Quels fous étions-nous. Dans le ventre maternel, tout était chaud, tout nous était fourni. Dans le ventre maternel, nous pouvions juste être. Que nous y manquait-il pour que nous ressentions le besoin d’en sortir pour rejoindre ce monde si froid ? Parce qu’à partir de là, il n’y a plus de repos, seulement du mouvement, un mouvement perpétuel.

C’est cela la vie après le ventre maternel : aller quelque part. Et dès qu’on y est, aller ailleurs. Courir dans un couloir pour arriver à une porte donnant sur un autre couloir où nous devons frénétiquement rechercher la porte suivante. Quand sommes-nous jamais quelque part pour le seul plaisir d’y être ? Que faisons-nous jamais pour le seul plaisir de le faire ? Même au moment du plaisir, nous aspirons à un plus grand plaisir, au point « personne ne quitte ce monde avec la moitié de son désir en main ».1 Quand pourrons-nous de nouveau simplement être ?

Si cela est vrai pour le matérialiste, combien plus est-ce le cas pour celui qui est en quête de connaissance, de sagesse, de croissance spirituelle. « Les disciples des sages n’ont pas de repos », nous informe le Talmud. « Ils avancent continuellement de force en force. »2 Le Zohar décrit Abraham comme voyageant constamment « vers le sud », ce qui signifie « vers la lumière ». Et plus on l’approche, plus la lumière, une lumière infinie, devient encore plus éloignée, plus inaccessible.3

Pourtant, c’est justement cela une mitsva : être , avoir La Chose Elle-Même – non pas la lumière, mais la Source de Lumière. Non pas parce que vous vous êtes rapproché de cette Source, non pas parce que vous la tenez entre vos mains, mais parce que cette Source et vous êtes devenus un.4

Pourquoi cela ? Parce que l’Essence de Toutes Choses vous parle doucement et vous demande : « S’il te plaît, sois Mes mains, Mes pieds, Mon esprit. Sois Ma présence au sein de ton monde matériel. Tout ce que J’ai créé, Je l’ai créé comme une scène sur laquelle Mon désir le plus profond peut se déployer, et la réalisation de ce précieux acte, c’est à toi que Je l’ai confiée. »
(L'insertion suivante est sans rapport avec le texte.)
//! `studymate history`: list and delete stored chats.

use anyhow::Result;
use colored::Colorize;
use std::sync::Arc;
use studymate_application::HistoryUseCase;
use studymate_infrastructure::{StudymatePaths, TomlSessionRepository};

const PREVIEW_CHARS: usize = 60;

async fn history(paths: &StudymatePaths) -> Result<HistoryUseCase> {
    let repository = TomlSessionRepository::from_paths(paths).await?;
    Ok(HistoryUseCase::new(Arc::new(repository)))
}

pub async fn list(paths: &StudymatePaths) -> Result<()> {
    let sessions = history(paths).await?.list().await?;
    if sessions.is_empty() {
        println!("{}", "No saved chats yet.".bright_black());
        return Ok(());
    }

    let mut current_label = None;
    for (session, label) in sessions {
        if current_label != Some(label) {
            println!("{}", label.to_string().bright_magenta().bold());
            current_label = Some(label);
        }
        println!(
            "  {}  {}  {}",
            session.id.bright_black(),
            session.subject.label().cyan(),
            preview(&session.first_question)
        );
    }
    Ok(())
}

pub async fn delete(paths: &StudymatePaths, id: &str) -> Result<()> {
    let history = history(paths).await?;
    // Deleting is idempotent; unknown IDs should still report NotFound.
    history.find(id).await?;
    history.delete(id).await?;
    println!("{}", format!("Deleted chat {}", id).bright_green());
    Ok(())
}

/// First line of `text`, shortened to a list-friendly length.
fn preview(text: &str) -> String {
    let line = text.lines().next().unwrap_or_default();
    if line.chars().count() <= PREVIEW_CHARS && !text.contains('\n') {
        return line.to_string();
    }
    let short: String = line.chars().take(PREVIEW_CHARS).collect();
    format!("{}…", short.trim_end())
}

#[cfg(test)]
mod tests {
    use super::*;

    #[test]
    fn test_preview() {
        assert_eq!(preview("What is 2 + 2?"), "What is 2 + 2?");
        assert_eq!(preview("first line\nsecond"), "first line…");
        assert_eq!(preview(""), "");

        let long = "x".repeat(80);
        assert_eq!(preview(&long), format!("{}…", "x".repeat(60)));
    }
}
Vous suivez la chorégraphie pour laquelle vous avez été formé dans le ventre de votre mère, vous accomplissez la mitsva particulière qui s’est présentée à vous, selon sa manière particulière, dans votre monde particulier. Et dans cet acte, vous êtes tous deux devenus un, vous, la petite créature et Lui, le Créateur Infini. Le même profond désir respire en chacun de vous.5

Pourquoi ne peut-on pas le ressentir ? Parce que le corps physique et le monde matériel – et même l’âme telle qu’elle est comprimée dans ce corps – ne peuvent pas supporter un tel degré d’extase. Quand le peuple reçut la Torah au mont Sinaï, à chaque parole divine, leurs âmes fuirent leurs corps. Même pour ressentir ne serait-ce qu’une lueur de cette énergie, l’âme doit remonter à son origine céleste, et plus haut encore, et là elle aura besoin de la protection spéciale que lui confèrent ses mitsvot pour ne pas se dissiper dans la lumière qui transcende tout.

« J’étais un rustre et je ne savais rien », chante le psalmiste à propos de notre difficile mission dans ce monde. « J’étais comme une bête avec Toi. Pourtant j’étais constamment avec Toi... »6

Dans un temps à venir, nous aurons des corps capables de soutenir l’extase de l’union consciente avec La Chose Elle-Même. En attendant, le plus près que nous pouvons nous rapprocher de cette extase est la célébration de chaque mitsva au moment où nous l’accomplissons. Dans cette joie de la mitsva, enseigna le Baal Chem Tov, se trouve une récompense infinie, au-delà de tout ce que le monde spirituel le plus élevé peut contenir.7 Dans cette joie, vous êtes retournés dans le ventre maternel de toute l’existence.